Brasília (DF) – O candidato à Presidência da República pelo partido Missão, Renan Santos, anunciou na segunda-feira (31) que sua equipe jurídica protocolará um pedido de liminar para reverter a suspensão de sua campanha eleitoral. A decisão, assinada pelo ministro Dias Toffoli, do Tribunal Superior Eleitoral (TSE), barrou a propaganda eleitoral do postulante e impôs severas limitações ao funcionamento de sua candidatura.
Além da interrupção das peças de propaganda, a medida de Toffoli congela os repasses do Fundo Especial de Financiamento de Campanha (FEFC) destinados ao candidato. A determinação também exclui Renan Santos de qualquer participação em debates promovidos por redes de televisão, rádio e plataformas de podcast, mantendo as restrições em vigor até que o plenário do TSE profira uma decisão definitiva sobre o mérito da questão.

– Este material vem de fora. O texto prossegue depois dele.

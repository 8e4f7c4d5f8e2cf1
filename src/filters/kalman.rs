use serde::{Deserialize, Serialize};

use crate::config::KalmanConfig;

/// Snapshot of a scalar filter.
#[derive(Clone, Copy, Debug, PartialEq, Serialize, Deserialize)]
pub struct ScalarKalmanState {
    pub estimate: f64,
    pub covariance: f64,
    pub process_noise: f64,
    pub measurement_noise: f64,
}

/// Random-walk Kalman filter on a single value.
///
/// State is never reset mid-sequence: one instance follows one axis of one run.
#[derive(Clone, Debug)]
pub struct ScalarKalman {
    estimate: f64,
    covariance: f64,
    q: f64, // process noise
    r: f64, // measurement noise
}

impl ScalarKalman {
    pub fn new(q: f64, r: f64, initial_covariance: f64) -> Self {
        Self {
            estimate: 0.0,
            covariance: initial_covariance,
            q,
            r,
        }
    }

    pub fn from_config(config: &KalmanConfig) -> Self {
        Self::new(
            config.process_noise,
            config.measurement_noise,
            config.initial_covariance,
        )
    }

    /// Predict then correct with one measurement; returns the new estimate.
    pub fn update(&mut self, measurement: f64) -> f64 {
        self.covariance += self.q;

        let gain = self.covariance / (self.covariance + self.r);
        self.estimate += gain * (measurement - self.estimate);
        self.covariance *= 1.0 - gain;

        self.estimate
    }

    pub fn estimate(&self) -> f64 {
        self.estimate
    }

    pub fn covariance(&self) -> f64 {
        self.covariance
    }

    pub fn get_state(&self) -> ScalarKalmanState {
        ScalarKalmanState {
            estimate: self.estimate,
            covariance: self.covariance,
            process_noise: self.q,
            measurement_noise: self.r,
        }
    }
}

impl Default for ScalarKalman {
    fn default() -> Self {
        Self::from_config(&KalmanConfig::default())
    }
}

#[cfg(test)]
mod tests {
    use super::*;
    use approx::assert_relative_eq;

    #[test]
    fn test_initial_state() {
        let kf = ScalarKalman::default();
        assert_eq!(kf.estimate(), 0.0);
        assert_eq!(kf.covariance(), 1000.0);
    }

    #[test]
    fn test_first_update_nearly_adopts_measurement() {
        let mut kf = ScalarKalman::default();
        let x = kf.update(2.0);
        // gain = 1000.1 / 1000.2
        assert_relative_eq!(x, 2.0 * 1000.1 / 1000.2, epsilon = 1e-12);
    }

    #[test]
    fn test_constant_measurement_converges_monotonically() {
        let mut kf = ScalarKalman::default();
        let target = 3.5;
        let mut last_error = (kf.estimate() - target).abs();
        let mut last_cov = kf.covariance();

        for _ in 0..200 {
            kf.update(target);
            let error = (kf.estimate() - target).abs();
            assert!(error <= last_error);
            assert!(kf.covariance() <= last_cov);
            last_error = error;
            last_cov = kf.covariance();
        }
        assert!(last_error < 1e-6);
        // Steady state: p = (-q + sqrt(q^2 + 4qr)) / 2 for q = r = 0.1
        let steady = (-0.1 + (0.01f64 + 0.04).sqrt()) / 2.0;
        assert_relative_eq!(kf.covariance(), steady, epsilon = 1e-9);
    }

    #[test]
    fn test_order_dependent() {
        let mut a = ScalarKalman::default();
        let mut b = ScalarKalman::default();
        for m in [1.0, 5.0, -2.0] {
            a.update(m);
        }
        for m in [-2.0, 5.0, 1.0] {
            b.update(m);
        }
        assert!((a.estimate() - b.estimate()).abs() > 1e-3);
    }

    #[test]
    fn test_state_snapshot() {
        let kf = ScalarKalman::new(0.2, 0.3, 10.0);
        let state = kf.get_state();
        assert_eq!(state.process_noise, 0.2);
        assert_eq!(state.measurement_noise, 0.3);
        assert_eq!(state.covariance, 10.0);
    }
}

O ministro fundamentou sua decisão na omissão de dados por parte do partido Missão junto à Justiça Eleitoral. Segundo o magistrado, 16 perfis vinculados ao candidato nas redes sociais foram comunicados ao tribunal apenas 12 dias após o prazo limite para o registro de candidatura. A legislação eleitoral vigente exige o cadastro prévio de todas as contas oficiais utilizadas na internet, uma regra concebida para garantir a transparência e possibilitar a fiscalização efetiva dos canais de divulgação das campanhas.
Renan Santos classificou o episódio como um ato de autoritarismo sem justificativa racional. Em resposta à investida do TSE, o partido planeja apresentar um recurso endereçado diretamente ao presidente da Corte, ministro Nunes Marques, na tentativa de suspender os efeitos da decisão monocrática o mais breve possível.
Para o advogado Arthur Rollo, que atua na defesa do presidenciável, a sanção imposta inviabiliza as atividades de campanha, limitando a atuação do candidato exclusivamente ao contato pessoal. O jurista destacou que, em um calendário eleitoral de apenas 45 dias e com orçamento restrito, o impacto de alguns dias fora do ar é praticamente irreversível. Ele confirmou que pretende comparecer ao tribunal para sustentar oralmente a posição da defesa.
A equipe jurídica de Renan Santos argumenta ainda que houve um vício processual na condução do caso, alegando que a campanha não teve o direito ao contraditório nem a oportunidade de apresentar sua defesa antes da imposição das sanções. O desenrolar do recurso deve definir se o candidato conseguirá retomar sua estrutura de comunicação e o acesso aos recursos financeiros antes que o cronograma eleitoral sofra danos definitivos.